Brooks V. Udelsman, MD MHS, Christina K. Bedrosian, BS, Eric S. Kawaguchi, PhD, Li Ding, MD, Williams D. Wallace, MD, Graeme Rosenberg, MD, Takashi Harano, MD, Sean Wightman, MD, Scott Atay, MD, Anthony W. Kim, MD, Gavitt Woodard, MD

26 October 2024

Introduction: With the implementation of low-dose computed tomography (LDCT) screening, multiple pulmonary tumor nodules (MPTN) are diagnosed with increasing frequency and the selection of surgical treatments versus systemic therapies has become challenging on a daily basis in clinical practice. In the presence of multiple carcinomas, especially adenocarcinomas, pathologically determined to be of pulmonary origin, the distinction between separate primary lung carcinomas (SPLCs) and intrapulmonary metastases (IPMs) is important for staging, management, and prognostication.

背景：随着低剂量计算机断层扫描（LDCT）筛查的实施，多发性肺肿瘤结节（MPTN）的诊断频率越来越高，手术治疗与全身治疗的选择在临床实践中变得每天都具有挑战性。在存在病理确定为肺源性的多种癌症（尤其是腺癌）时，单独的原性肺癌（SPL）和肺内转移（IPL）之间的区别对于分期、管理和预测非常重要。

Methods: We systemically reviewed various means that aid in the differentiation between SPLCs and IPMs explored by histopathologic evaluation and molecular profiling, the latter includes DNA microsatellite analysis, array comparative genomic hybridization, TP53 and oncogenic driver mutation testing and, more recently, with promising effectiveness, next-generation sequencing (NGS) comprising small- or large-scale multi-gene panels.

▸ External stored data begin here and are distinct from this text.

//! Entity producer: seeds the counter table and the queue.
//!
//! Every entity is tracked before anything is published, so a consumer that
//! is already running can neither miss a completion nor see the tracker
//! drain halfway through production. Then, entity by entity, the producer
//! writes the counter row and publishes the messages in batches.

use crate::backend::{MAX_SEND_BATCH, QueueBackend, TableBackend};
use crate::error::Result;
use crate::handler::entity::{ENTITY_ID_ATTRIBUTE, MESSAGE_ID_ATTRIBUTE};
use crate::model::{Entity, SendEntry};
use crate::telemetry::metrics;
use crate::tracker::EntityTracker;
use opentelemetry::KeyValue;
use std::sync::Arc;
use tracing::{info, warn};

/// Totals for one `produce` call.
#[derive(Debug, Clone, Copy, Default, PartialEq, Eq)]
pub struct ProduceSummary {
    pub entities: usize,
    pub messages_sent: usize,
    pub messages_failed: usize,
}

pub struct EntityProducer {
    queue: Arc<dyn QueueBackend>,
    table: Arc<dyn TableBackend>,
    tracker: Arc<EntityTracker>,
}

impl EntityProducer {
    pub fn new(
        queue: Arc<dyn QueueBackend>,
        table: Arc<dyn TableBackend>,
        tracker: Arc<EntityTracker>,
    ) -> Self {
        Self {
            queue,
            table,
            tracker,
        }
    }

    /// Generate `count` random entities with up to `max_messages` each.
    pub fn generate(count: usize, max_messages: usize) -> Vec<Entity> {
        (0..count).map(|_| Entity::generate(max_messages)).collect()
    }

    /// Publish every entity in order.
    ///
    /// # Errors
    ///
    /// Stops at the first table write or batch send that fails outright.
    /// Entries a batch send rejects individually are logged and counted.
    pub async fn produce(&self, entities: &[Entity]) -> Result<ProduceSummary> {
        for entity in entities {
            self.tracker.add(entity.id());
        }

        let mut summary = ProduceSummary::default();
        for entity in entities {
            info!(
                entity_id = entity.id(),
                messages = entity.message_count(),
                "producing entity"
            );
            self.table.put(&entity.to_item()).await?;

            let failed = self.send_messages(entity).await?;
            summary.entities += 1;
            summary.messages_sent += entity.message_count() - failed;
            summary.messages_failed += failed;
        }
        info!(
            entities = summary.entities,
            sent = summary.messages_sent,
            failed = summary.messages_failed,
            "production complete"
        );
        Ok(summary)
    }

    /// Send an entity's messages. Returns how many entries were rejected.
    async fn send_messages(&self, entity: &Entity) -> Result<usize> {
        let mut failed = 0;
        for (chunk_index, chunk) in entity.messages().chunks(MAX_SEND_BATCH).enumerate() {
            let offset = chunk_index * MAX_SEND_BATCH;
            let entries = chunk
                .iter()
                .enumerate()
                .map(|(i, body)| {
                    let index = offset + i;
                    SendEntry::new(format!("msg{index}"), body.as_str())
                        .attribute(ENTITY_ID_ATTRIBUTE, entity.id())
                        .attribute(MESSAGE_ID_ATTRIBUTE, (index + 1).to_string())
                })
                .collect();

            let failures = self.queue.send_batch(entries).await.inspect_err(|_| {
                metrics::queue_operations().add(
                    1,
                    &[
                        KeyValue::new("operation", "send"),
                        KeyValue::new("result", "error"),
                    ],
                );
            })?;
            for failure in &failures {
                warn!(
                    entity_id = entity.id(),
                    entry = %failure.id,
                    code = %failure.code,
                    reason = %failure.message,
                    "message rejected by queue"
                );
            }
            metrics::queue_operations().add(
                1,
                &[
                    KeyValue::new("operation", "send"),
                    KeyValue::new("result", "ok"),
                ],
            );
            failed += failures.len();
        }
        Ok(failed)
    }
}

方法：我们系统地回顾了通过组织病理学评价和分子分析探索的帮助区分SPLCs和IPM的各种方法，后者包括DNA微卫星分析、基因组杂交比较、TP 53和致癌驱动突变检测，以及下一代测序（NGS），包括小规模或深度多基因组测序的有效性。

Results: Comprehensive histologic evaluation may suffice to differentiate between SPLCs and IPMs. However, molecular profiling using larger-scale NGS typically provides superior discriminatory power, allowing for more accurate classification. Based on the literature review and expert opinions, we proposed a combined 4-step histologic and molecular classification algorithm for addressing MPTN of adenocarcinoma histology that encourages a multidisciplinary approach. It is also noteworthy that new technologies combining machine learning and digital pathology may develop into valuable diagnostic tools for distinguishing SPLCs from IPMs in the future.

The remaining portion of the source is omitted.